Saved data entries

◇ ◇ ◇ ◇

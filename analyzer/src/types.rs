//! Public types consumed by the CLI and host integrations.
//!
//! Callers construct an [`AnalyzerConfig`] (usually from the `[analyzer]`
//! config table) and receive an [`AnalysisReport`] per run.

use serde::Deserialize;

use earthworm_types::Suggestion;

const DEFAULT_INTERPRETER: &str = "python";
const DEFAULT_MODULE: &str = "src.decomposer";
const DEFAULT_TIMEOUT_SECS: u64 = 60;

fn default_interpreter() -> String {
    DEFAULT_INTERPRETER.to_string()
}

fn default_module() -> String {
    DEFAULT_MODULE.to_string()
}

const fn default_timeout_secs() -> u64 {
    DEFAULT_TIMEOUT_SECS
}

/// How to invoke the analyzer.
///
/// The command line is `<interpreter><version> -m <module> <file> <flags...>`.
#[derive(Debug, Clone, PartialEq, Eq, Deserialize)]
pub struct AnalyzerConfig {
    /// Interpreter executable without version suffix (e.g. "python").
    #[serde(default = "default_interpreter")]
    interpreter: String,
    /// Default version selector appended to the interpreter (e.g. "3").
    #[serde(default)]
    version: String,
    /// Module run with `-m`. Empty runs the file directly.
    #[serde(default = "default_module")]
    module: String,
    /// Analyzer installation root, exported as `PYTHONPATH`.
    #[serde(default)]
    home: Option<String>,
    /// Extra arguments appended after the file path.
    #[serde(default)]
    flags: Vec<String>,
    /// Kill the analyzer after this many seconds. 0 disables the limit.
    #[serde(default = "default_timeout_secs")]
    timeout_secs: u64,
}

impl Default for AnalyzerConfig {
    fn default() -> Self {
        Self {
            interpreter: default_interpreter(),
            version: String::new(),
            module: default_module(),
            home: None,
            flags: Vec::new(),
            timeout_secs: default_timeout_secs(),
        }
    }
}

impl AnalyzerConfig {
    #[must_use]
    pub fn interpreter(&self) -> &str {
        &self.interpreter
    }

    #[must_use]
    pub fn version(&self) -> &str {
        &self.version
    }

    #[must_use]
    pub fn module(&self) -> &str {
        &self.module
    }

    #[must_use]
    pub fn home(&self) -> Option<&str> {
        self.home.as_deref()
    }

    #[must_use]
    pub fn flags(&self) -> &[String] {
        &self.flags
    }

    #[must_use]
    pub fn timeout_secs(&self) -> u64 {
        self.timeout_secs
    }

    pub fn with_interpreter(mut self, interpreter: impl Into<String>) -> Self {
        self.interpreter = interpreter.into();
        self
    }

    pub fn with_module(mut self, module: impl Into<String>) -> Self {
        self.module = module.into();
        self
    }

    pub fn with_home(mut self, home: Option<String>) -> Self {
        self.home = home;
        self
    }

    pub fn with_flags(mut self, flags: Vec<String>) -> Self {
        self.flags = flags;
        self
    }

    pub fn with_timeout_secs(mut self, timeout_secs: u64) -> Self {
        self.timeout_secs = timeout_secs;
        self
    }

    /// Executable name for a run, e.g. `python3`.
    ///
    /// An explicit `version` overrides the configured default.
    #[must_use]
    pub fn program(&self, version: Option<&str>) -> String {
        let version = version.unwrap_or(&self.version);
        format!("{}{}", self.interpreter, version)
    }
}

/// Outcome of one analyzer run.
#[derive(Debug, Clone, Default)]
pub struct AnalysisReport {
    suggestions: Vec<Suggestion>,
    /// The analyzer was killed before its output ended.
    truncated: bool,
    /// Process exit code; `None` when killed by a signal or timed out.
    exit_code: Option<i32>,
}

impl AnalysisReport {
    pub(crate) fn new(suggestions: Vec<Suggestion>, truncated: bool, exit_code: Option<i32>) -> Self {
        Self {
            suggestions,
            truncated,
            exit_code,
        }
    }

    #[must_use]
    pub fn suggestions(&self) -> &[Suggestion] {
        &self.suggestions
    }

    #[must_use]
    pub fn into_suggestions(self) -> Vec<Suggestion> {
        self.suggestions
    }

    #[must_use]
    pub fn truncated(&self) -> bool {
        self.truncated
    }

    #[must_use]
    pub fn exit_code(&self) -> Option<i32> {
        self.exit_code
    }

    /// Whether the analyzer ran to completion and exited successfully.
    #[must_use]
    pub fn is_clean(&self) -> bool {
        !self.truncated && self.exit_code == Some(0)
    }
}

#[cfg(test)]
mod tests {
    use super::*;

    #[test]
    fn test_analyzer_config_defaults() {
        let config: AnalyzerConfig = serde_json::from_str("{}").unwrap();
        assert_eq!(config, AnalyzerConfig::default());
        assert_eq!(config.interpreter(), "python");
        assert_eq!(config.module(), "src.decomposer");
        assert_eq!(config.timeout_secs(), 60);
        assert!(config.home().is_none());
        assert!(config.flags().is_empty());
    }

    #[test]
    fn test_analyzer_config_full() {
        let json = serde_json::json!({
            "interpreter": "pypy",
            "version": "3",
            "module": "earthworm.main",
            "home": "/opt/earthworm",
            "flags": ["--noprogress", "--slow"],
            "timeout_secs": 5
        });
        let config: AnalyzerConfig = serde_json::from_value(json).unwrap();
        assert_eq!(config.program(None), "pypy3");
        assert_eq!(config.module(), "earthworm.main");
        assert_eq!(config.home(), Some("/opt/earthworm"));
        assert_eq!(config.flags(), ["--noprogress", "--slow"]);
        assert_eq!(config.timeout_secs(), 5);
    }

    #[test]
    fn test_program_version_override() {
        let config = AnalyzerConfig::default();
        assert_eq!(config.program(None), "python");
        assert_eq!(config.program(Some("3")), "python3");
        assert_eq!(config.program(Some("3.11")), "python3.11");
    }

    #[test]
    fn test_report_is_clean() {
        assert!(AnalysisReport::new(vec![], false, Some(0)).is_clean());
        assert!(!AnalysisReport::new(vec![], true, None).is_clean());
        assert!(!AnalysisReport::new(vec![], false, Some(2)).is_clean());
    }
}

◇ ◇ ◇ ◇

Please find every line in the records that contains the word "AnalyzerConfig", and copy it out.

RESULT.
//! Callers construct an [`AnalyzerConfig`] (usually from the `[analyzer]`
pub struct AnalyzerConfig {
impl Default for AnalyzerConfig {
impl AnalyzerConfig {
        let config: AnalyzerConfig = serde_json::from_str("{}").unwrap();
        assert_eq!(config, AnalyzerConfig::default());
        let config: AnalyzerConfig = serde_json::from_value(json).unwrap();
        let config = AnalyzerConfig::default();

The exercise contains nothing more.